Construction of the cathedral was largely completed by the 1250s. At that time, successive archbishops began refining the building’s details, the transepts, side chapels, the canons’ wing, and the cloister. At the end of the 1200s, the southern and northern transept portals were completed. The southern portal integrates Old and New Testament narratives into a single coherent story, centered on Christ’s redemptive work and glory. It spans humanity’s key historical cycles across thousands of years and dozens of images. This is an ample conception, the most important historical cycle of mankind, which embraces several thousand years in dozens of images. Yet the northern transept portal surpasses even this, offering a perspective that stretches from the Creation to the end of the world.

This monumental vision had political motives. In 1204, King Philip II of France conquered Normandy, which was previously largely independent – or, after the Norman Conquest of England in 1066, was under the Norman-English crown – and brought it under French rule. Within France, the Rouen archbishopric was overshadowed by Paris’s Notre-Dame. The archbishops sought to compensate through political representation, including architectural statements. To compete with Paris’s Sainte-Chapelle, they built the Chapel of the Virgin as an archiepiscopal burial site, and they modeled the new transept portals, instead of the outdated main façade of the cathedral, on the grand façades of Notre-Dame’s transepts.

Charles Nodier: Voyages pittoresques et romantiques dans l'ancienne France. Vol. 1. Ancienne Normandie, 1820

The Portail des Libraires itself was begun around 1280 by Guillaume de Flavacourt, Archbishop of Rouen between 1278 and 1305, together with master builder Jean Davy. Construction required clearing the area between the cathedral and the Rue Saint Romain, the row of canon houses, for which the archbishop had other plans. Around 1300, he added wings on either side of the portal, connecting the cathedral to the street. The left wing became the archbishop’s palace, with the Chapel of the Virgin, and the right wing housed the library. The portal – and the courtyard formed between the wings – takes its name from the library as well as from the booksellers who offered their goods in the courtyard to the canons coming to the library.

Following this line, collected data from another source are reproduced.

use std::{error::Error, fmt, io, process::ExitStatus, time::Duration};

/// The crate's result type.
pub type Result<T> = std::result::Result<T, BenchErr>;

/// Failures raised while loading data, fitting, or driving external programs.
#[derive(Debug)]
pub enum BenchErr {
    Io(io::Error),
    /// A CSV row could not be turned into a sample.
    Csv {
        line: u64,
        msg: String,
    },
    /// The data file has a header but no rows.
    EmptyDataset,
    ProcessFailed {
        program: String,
        size: usize,
        status: ExitStatus,
        stderr: String,
    },
    Timeout {
        program: String,
        size: usize,
        limit: Duration,
    },
    /// Subprocess stdout did not have the expected shape.
    MalformedOutput {
        what: &'static str,
        got: String,
    },
    /// `N·Sxx − Sx²` vanished, the ages carry no spread.
    DegenerateFit {
        denominator: f64,
    },
    InvalidConfig(String),
}

impl fmt::Display for BenchErr {
    fn fmt(&self, f: &mut fmt::Formatter<'_>) -> fmt::Result {
        match self {
            BenchErr::Io(e) => write!(f, "io error: {e}"),
            BenchErr::Csv { line, msg } => write!(f, "invalid csv row at line {line}: {msg}"),
            BenchErr::EmptyDataset => write!(f, "dataset has no rows"),
            BenchErr::ProcessFailed {
                program,
                size,
                status,
                stderr,
            } => {
                write!(f, "`{program} {size}` exited with {status}")?;
                if !stderr.is_empty() {
                    write!(f, ": {}", stderr.trim_end())?;
                }
                Ok(())
            }
            BenchErr::Timeout {
                program,
                size,
                limit,
            } => write!(f, "`{program} {size}` did not finish within {limit:?}"),
            BenchErr::MalformedOutput { what, got } => {
                write!(f, "malformed program output: expected {what}, got {got:?}")
            }
            BenchErr::DegenerateFit { denominator } => write!(
                f,
                "cannot fit a line: denominator N*Sxx - Sx^2 is {denominator} (ages have no spread)"
            ),
            BenchErr::InvalidConfig(msg) => write!(f, "invalid config: {msg}"),
        }
    }
}

impl Error for BenchErr {
    fn source(&self) -> Option<&(dyn Error + 'static)> {
        match self {
            BenchErr::Io(e) => Some(e),
            _ => None,
        }
    }
}

impl From<io::Error> for BenchErr {
    fn from(value: io::Error) -> Self {
        Self::Io(value)
    }
}

impl From<csv::Error> for BenchErr {
    fn from(value: csv::Error) -> Self {
        let line = value.position().map(|p| p.line()).unwrap_or_default();
        let msg = value.to_string();
        match value.into_kind() {
            csv::ErrorKind::Io(e) => Self::Io(e),
            _ => Self::Csv { line, msg },
        }
    }
}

The canons could also quickly return to their notes after communal prayers recited every three hours via the grand stairway inside the portal.

By the first half of the 13th century, Gothic church façades had developed a characteristic, unified structure. At the center of each portal, the tympanum depicts the main theme of the façade: here, the Last Judgment, arranged in three tiers. The lowest one shows the dead rising from their graves, the middle one shows them lined up before their Judge, while the uppermost – which should depict Christ as Judge – is missing. Some scholars suggest it was destroyed, though most likely it was never completed.

Surrounding the tympanum on the archivolts are twenty-four figures – apocalyptic elders, prophets and apostles, as well as anels – providing a celestial framework for the scene. Above, in front of the rose window, Archangel Michael casts Lucifer from heaven. Though this apocryphal event occurred at the beginning of the world, Michael also functions as protector of the dead, as well as a soul weigher at the Last Judgment, keeping the devils at bay, which links him to the central theme.

Beneath the tympanum, on the trumeau, stands a statue of Saint Romain, the city’s 7th-century bishop and patron saint, with the chained Gargouille monster at his feet. Trumeau statues in Gothic portals usually relate to the tympanum’s theme, making Saint Romain an anomaly here. However, knowing that this statue was carved only during the 19th-century restoration and placed on the façade facing Rue Saint Romain clarifies the choice. 13th-century sources refer to this portal as the “New Gate of the Virgin Mary”, suggesting that a Madonna with child originally stood here as a heavenly intercessor on Judgment Day.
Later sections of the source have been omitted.